Valentina plays Angel, an HIV+ drag queen, in "Rent Live." Photo: Fox-TV
Valentina plays Angel, an HIV+ drag queen, in "Rent Live." Photo: Fox-TV  

Fox will air a new, live production of the classic musical "Rent" on Sun., Jan. 27. First performed on Broadway in 1996, "Rent" is based on the opera "La Boheme." The show follows a group of impoverished young artists in NYC's East Village as they struggle to express themselves and to survive during the AIDS epidemic. "Rent" was an instant hit with the public, winning Tony Awards, running for 12 years and clocking in over 5,000 performances. It also garnered a cult following, "Rent-heads" who camped out at the Nederlander Theatre in New York for hours to get last-minute $20 tickets and see each show.

"Rent" is notable for including gay and lesbian characters at a time when LGBT people had not yet moved into the mainstream. One such character is Angel, an HIV+ drag queen. In "Rent Live," Angel will be portrayed by Valentina, a drag queen best-known as a ninth season contestant on "RuPaul's Drag Race." Valentina has also appeared on "America's Top Model."

"Angel is the heart of the story," Valentina tells the B.A.R., "a completely selfless person."

Valentina noted that playing Angel is the biggest artistic challenge she has ever faced. "I hope 'Rent' will be a stepping stone, but only if I put in the work," she said. "This is an iconic role for me to step into, and I'm very excited to be playing it. I definitely want to play more serious roles and to challenge myself. I'm very focused on the work I have to do, and I'm very blessed to have this dream job. Even when I'm tired I'm glad to be working at my dream job."

She described how she saw the story of "Rent." "It's about a group of struggling artists during the height of the HIV epidemic," she said. "They're trying to make the best of their lives when they're all facing death sentences. 'Rent' is about community, it's about love."

"Visibility is a form of activism," she said. "The show tells the story of what was going on at that time. We must always promote how to care for each other and how to care for oneself. This is not just an LGBT story, it's a story for everyone, it's a story about self-care."

Michael Greif, who directed the original Broadway company of "Rent," feels that the story is as relevant today as ever.

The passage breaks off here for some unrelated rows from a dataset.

use crate::path_data::{Outline, PathSeg};

#[derive(Debug, Clone, Copy, PartialEq, Default)]
pub struct Point {
    pub x: f64,
    pub y: f64,
}

impl Point {
    pub const ZERO: Point = Point { x: 0.0, y: 0.0 };

    pub fn new(x: f64, y: f64) -> Self {
        Self { x, y }
    }
}

/// Cross product of (b - a) and (p - a); sign gives which side of the
/// directed line a->b the point p lies on.
pub fn cross(a: Point, b: Point, p: Point) -> f64 {
    (b.x - a.x) * (p.y - a.y) - (b.y - a.y) * (p.x - a.x)
}

/// Flatten an outline to closed polygonal rings. Cubics are subdivided
/// until their control points sit within `tolerance` of the chord. Every
/// subpath is closed whether or not it carried an explicit close; the
/// union operates on filled regions, and a filled region has a closed
/// boundary. Rings do not repeat their first point.
pub fn flatten_outline(outline: &Outline, tolerance: f64) -> Vec<Vec<Point>> {
    let mut rings: Vec<Vec<Point>> = Vec::new();
    let mut ring: Vec<Point> = Vec::new();
    let mut current = Point::ZERO;

    let finish = |ring: &mut Vec<Point>, rings: &mut Vec<Vec<Point>>| {
        dedup_closing_point(ring);
        if ring.len() >= 3 {
            rings.push(std::mem::take(ring));
        } else {
            ring.clear();
        }
    };

    for seg in &outline.segments {
        match *seg {
            PathSeg::MoveTo(p) => {
                finish(&mut ring, &mut rings);
                ring.push(p);
                current = p;
            }
            PathSeg::LineTo(p) => {
                ring.push(p);
                current = p;
            }
            PathSeg::CurveTo {
                control1,
                control2,
                end,
            } => {
                flatten_cubic(current, control1, control2, end, tolerance, &mut ring);
                current = end;
            }
            PathSeg::Close => {
                let start = ring.first().copied();
                finish(&mut ring, &mut rings);
                if let Some(start) = start {
                    current = start;
                }
            }
        }
    }
    finish(&mut ring, &mut rings);
    rings
}

/// Drop a trailing point that coincides with the ring start; ring edges
/// are implicit between consecutive points and last->first.
fn dedup_closing_point(ring: &mut Vec<Point>) {
    while ring.len() > 1 {
        let first = ring[0];
        let last = ring[ring.len() - 1];
        if (first.x - last.x).abs() < 1e-12 && (first.y - last.y).abs() < 1e-12 {
            ring.pop();
        } else {
            break;
        }
    }
}

/// Adaptive de Casteljau subdivision. Pushes the flattened points after
/// `p0`, ending exactly on `p3`.
fn flatten_cubic(p0: Point, p1: Point, p2: Point, p3: Point, tolerance: f64, out: &mut Vec<Point>) {
    if cubic_is_flat(p0, p1, p2, p3, tolerance) {
        out.push(p3);
        return;
    }
    let mid = |a: Point, b: Point| Point::new((a.x + b.x) / 2.0, (a.y + b.y) / 2.0);
    let ab = mid(p0, p1);
    let bc = mid(p1, p2);
    let cd = mid(p2, p3);
    let abc = mid(ab, bc);
    let bcd = mid(bc, cd);
    let split = mid(abc, bcd);
    flatten_cubic(p0, ab, abc, split, tolerance, out);
    flatten_cubic(split, bcd, cd, p3, tolerance, out);
}

fn cubic_is_flat(p0: Point, p1: Point, p2: Point, p3: Point, tolerance: f64) -> bool {
    let chord_x = p3.x - p0.x;
    let chord_y = p3.y - p0.y;
    let chord_len = chord_x.hypot(chord_y);
    if chord_len < 1e-12 {
        // Degenerate chord: fall back to control net size.
        let d1 = (p1.x - p0.x).hypot(p1.y - p0.y);
        let d2 = (p2.x - p0.x).hypot(p2.y - p0.y);
        return d1 <= tolerance && d2 <= tolerance;
    }
    let d1 = cross(p0, p3, p1).abs() / chord_len;
    let d2 = cross(p0, p3, p2).abs() / chord_len;
    d1 <= tolerance && d2 <= tolerance
}

/// Winding number of `p` with respect to a set of closed rings, using
/// the half-open crossing rule so points away from vertices are robust.
pub fn winding_number(p: Point, rings: &[Vec<Point>]) -> i32 {
    let mut winding = 0;
    for ring in rings {
        let n = ring.len();
        for i in 0..n {
            let a = ring[i];
            let b = ring[(i + 1) % n];
            if a.y <= p.y {
                if b.y > p.y && cross(a, b, p) > 0.0 {
                    winding += 1;
                }
            } else if b.y <= p.y && cross(a, b, p) < 0.0 {
                winding -= 1;
            }
        }
    }
    winding
}

/// Shoelace signed area; positive when the interior is on the left of
/// the traversal direction.
pub fn signed_area(ring: &[Point]) -> f64 {
    let n = ring.len();
    let mut sum = 0.0;
    for i in 0..n {
        let a = ring[i];
        let b = ring[(i + 1) % n];
        sum += a.x * b.y - b.x * a.y;
    }
    sum / 2.0
}

/// Total filled area of a set of consistently oriented rings (holes
/// carry negative signed area).
pub fn filled_area(rings: &[Vec<Point>]) -> f64 {
    rings.iter().map(|ring| signed_area(ring)).sum()
}

/// Axis-aligned bounds over all ring points, if any point exists.
pub fn bounds(rings: &[Vec<Point>]) -> Option<(Point, Point)> {
    let mut points = rings.iter().flatten();
    let first = *points.next()?;
    let mut min = first;
    let mut max = first;
    for p in points {
        min.x = min.x.min(p.x);
        min.y = min.y.min(p.y);
        max.x = max.x.max(p.x);
        max.y = max.y.max(p.y);
    }
    Some((min, max))
}
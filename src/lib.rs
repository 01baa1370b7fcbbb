#[cfg(feature = "cli")]
pub mod cli;
pub mod combine;
pub mod config;
pub mod error;
pub mod extract;
pub mod geometry;
pub mod path_data;
pub mod transform;

#[cfg(feature = "cli")]
pub use cli::run;
pub use combine::{Conversion, combine, convert_document};
pub use config::{Config, load_config};
pub use error::Error;
pub use extract::extract_shapes;
pub use geometry::Point;
pub use path_data::{Outline, PathSeg, parse_path, to_path_data};
pub use transform::{Transform, parse_transform, resolve_transform};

"While the psychology of the characters, especially around the implications of a positive HIV diagnosis, has changed as more medications have become more effective in AIDS treatment, 'Rent' has always been about chosen family and our need to feel connected to a community in order to feel valued and loved," he said. "The love we're able to express to others directly relates to the love we receive. I hope this generosity will always remain relevant."

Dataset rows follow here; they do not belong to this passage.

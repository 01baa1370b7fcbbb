use crate::error::{Error, Result};
use crate::geometry::Point;
use crate::path_data::{Outline, PathSeg, parse_path};
use crate::transform::{Transform, resolve_transform};

pub const SVG_NS: &str = "http://www.w3.org/2000/svg";

/// Walk the document and collect one `(Outline, Transform)` pair per
/// shape element, in document order within each kind and in the fixed
/// kind order path, rect, polygon. The ordering is semantically inert
/// (the union is commutative) but keeps the output string deterministic
/// across runs.
///
/// Shapes lacking geometry (`path` without `d`, `polygon` without
/// `points`) yield empty outlines and are skipped by the combiner; a
/// malformed attribute on any element fails the whole conversion.
pub fn extract_shapes(doc: &roxmltree::Document) -> Result<Vec<(Outline, Transform)>> {
    let root = doc.root_element();
    let mut shapes = Vec::new();
    extract_paths(root, &mut shapes)?;
    extract_rects(root, &mut shapes)?;
    extract_polygons(root, &mut shapes)?;
    Ok(shapes)
}

fn svg_descendants<'a, 'input>(
    root: roxmltree::Node<'a, 'input>,
    tag: &'static str,
) -> impl Iterator<Item = roxmltree::Node<'a, 'input>> {
    root.descendants()
        .filter(move |node| node.has_tag_name((SVG_NS, tag)))
}

fn extract_paths(
    root: roxmltree::Node,
    shapes: &mut Vec<(Outline, Transform)>,
) -> Result<()> {
    for node in svg_descendants(root, "path") {
        let outline = parse_path(attr_string(node, "d"))?;
        let transform = resolve_transform(node)?;
        shapes.push((outline, transform));
    }
    Ok(())
}

fn extract_rects(
    root: roxmltree::Node,
    shapes: &mut Vec<(Outline, Transform)>,
) -> Result<()> {
    for node in svg_descendants(root, "rect") {
        let x = attr_number(node, "x")?;
        let y = attr_number(node, "y")?;
        let width = attr_number(node, "width")?;
        let height = attr_number(node, "height")?;
        let outline = rect_outline(x, y, width, height);
        let transform = resolve_transform(node)?;
        shapes.push((outline, transform));
    }
    Ok(())
}

fn extract_polygons(
    root: roxmltree::Node,
    shapes: &mut Vec<(Outline, Transform)>,
) -> Result<()> {
    for node in svg_descendants(root, "polygon") {
        let points = attr_string(node, "points");
        // A polygon is a closed path: delegate to the path parser with a
        // synthesized d string so both go through the same grammar.
        let outline = if points.trim().is_empty() {
            Outline::new()
        } else {
            parse_path(&format!("M{points}Z"))?
        };
        let transform = resolve_transform(node)?;
        shapes.push((outline, transform));
    }
    Ok(())
}

fn rect_outline(x: f64, y: f64, width: f64, height: f64) -> Outline {
    let mut outline = Outline::new();
    outline.push(PathSeg::MoveTo(Point::new(x, y)));
    outline.push(PathSeg::LineTo(Point::new(x + width, y)));
    outline.push(PathSeg::LineTo(Point::new(x + width, y + height)));
    outline.push(PathSeg::LineTo(Point::new(x, y + height)));
    outline.push(PathSeg::Close);
    outline
}

/// Typed attribute accessor: missing or empty numeric attributes default
/// to 0, a non-numeric value is an error.
fn attr_number(node: roxmltree::Node, name: &str) -> Result<f64> {
    match node.attribute(name) {
        None => Ok(0.0),
        Some(value) if value.trim().is_empty() => Ok(0.0),
        Some(value) => value
            .trim()
            .parse::<f64>()
            .map_err(|_| Error::InvalidAttributeValue {
                attribute: name.to_string(),
                value: value.to_string(),
            }),
    }
}

/// Typed attribute accessor: missing string attributes default to "".
fn attr_string<'a>(node: roxmltree::Node<'a, '_>, name: &str) -> &'a str {
    node.attribute(name).unwrap_or("")
}

#[cfg(test)]
mod tests {
    use super::*;
    use crate::geometry::Point;
    use crate::path_data::PathSeg;

    fn parse(doc: &str) -> roxmltree::Document<'_> {
        roxmltree::Document::parse(doc).unwrap()
    }

    fn corners(outline: &Outline) -> Vec<(f64, f64)> {
        outline
            .segments
            .iter()
            .filter_map(|seg| match *seg {
                PathSeg::MoveTo(p) | PathSeg::LineTo(p) => Some((p.x, p.y)),
                _ => None,
            })
            .collect()
    }

    #[test]
    fn extracts_rect_corners() {
        let doc = parse(
            r#"<svg xmlns="http://www.w3.org/2000/svg">
                 <rect x="0" y="0" width="10" height="5"/>
               </svg>"#,
        );
        let shapes = extract_shapes(&doc).unwrap();
        assert_eq!(shapes.len(), 1);
        assert_eq!(
            corners(&shapes[0].0),
            vec![(0.0, 0.0), (10.0, 0.0), (10.0, 5.0), (0.0, 5.0)]
        );
        assert!(shapes[0].1.is_identity());
    }

    #[test]
    fn missing_rect_attributes_default_to_zero() {
        let doc = parse(
            r#"<svg xmlns="http://www.w3.org/2000/svg"><rect width="4" height="4"/></svg>"#,
        );
        let shapes = extract_shapes(&doc).unwrap();
        assert_eq!(corners(&shapes[0].0)[0], (0.0, 0.0));
    }

    #[test]
    fn non_numeric_rect_attribute_fails() {
        let doc = parse(
            r#"<svg xmlns="http://www.w3.org/2000/svg"><rect width="wide" height="4"/></svg>"#,
        );
        assert!(matches!(
            extract_shapes(&doc),
            Err(Error::InvalidAttributeValue { .. })
        ));
    }

    #[test]
    fn polygon_matches_equivalent_path() {
        let doc = parse(
            r#"<svg xmlns="http://www.w3.org/2000/svg">
                 <polygon points="0,0 10,0 10,10 0,10"/>
               </svg>"#,
        );
        let shapes = extract_shapes(&doc).unwrap();
        let expected = parse_path("M0,0 10,0 10,10 0,10Z").unwrap();
        assert_eq!(shapes[0].0, expected);
    }

    #[test]
    fn shapes_without_geometry_yield_empty_outlines() {
        let doc = parse(
            r#"<svg xmlns="http://www.w3.org/2000/svg">
                 <path/>
                 <polygon/>
               </svg>"#,
        );
        let shapes = extract_shapes(&doc).unwrap();
        assert_eq!(shapes.len(), 2);
        assert!(shapes.iter().all(|(outline, _)| outline.is_empty()));
    }

    #[test]
    fn kinds_concatenate_in_fixed_order() {
        let doc = parse(
            r#"<svg xmlns="http://www.w3.org/2000/svg">
                 <polygon points="0,0 1,0 1,1"/>
                 <rect width="2" height="2"/>
                 <path d="M0,0 L3,3"/>
               </svg>"#,
        );
        let shapes = extract_shapes(&doc).unwrap();
        // path first, then rect, then polygon, regardless of document order.
        assert!(matches!(shapes[0].0.segments[1], PathSeg::LineTo(p) if p == Point::new(3.0, 3.0)));
        assert_eq!(corners(&shapes[1].0)[2], (2.0, 2.0));
        assert_eq!(corners(&shapes[2].0)[2], (1.0, 1.0));
    }

    #[test]
    fn ignores_elements_outside_the_svg_namespace() {
        let doc = parse(
            r#"<svg xmlns="http://www.w3.org/2000/svg" xmlns:x="http://example.com/other">
                 <x:rect width="2" height="2"/>
               </svg>"#,
        );
        assert!(extract_shapes(&doc).unwrap().is_empty());
    }

    #[test]
    fn parent_transform_reaches_the_extracted_shape() {
        let doc = parse(
            r#"<svg xmlns="http://www.w3.org/2000/svg">
                 <g transform="translate(5,5)">
                   <rect transform="rotate(45,0,0)" width="10" height="5"/>
                 </g>
               </svg>"#,
        );
        let shapes = extract_shapes(&doc).unwrap();
        let p = shapes[0].1.apply(Point::ZERO);
        assert!((p.x - 5.0).abs() < 1e-9 && (p.y - 5.0).abs() < 1e-9);
        let q = shapes[0].1.apply(Point::new(1.0, 0.0));
        // Pure translate: the child's rotate must not have been composed.
        assert!((q.x - 6.0).abs() < 1e-9 && (q.y - 5.0).abs() < 1e-9);
    }
}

"I'm very proud that our original creative and producing team felt a commitment to depict these characters with the kind of diversity we'd actually find on the Lower East Side," Greif said. "Over the years so many of our most talented composers, lyricists, and actors working in today's musical theatre have told me how significant 'Rent' was to their development and inspiration. I am so thrilled that this broadcast will reach so many and inspire future theater-makers and policy-makers.

"I am certainly not saying that we were the first, but 'Rent' came along at a moment when it was important to remind everyone that musical theater could give voice to many whose voices weren't often heard, delivered by a youthful, diverse, and unknown cast. It helps remind everyone that successful musicals can be about contemporary, challenging subject matter."

"Rent Live" airs on KTVU Fox 2 on Sun., Jan. 27, at 8 p.m.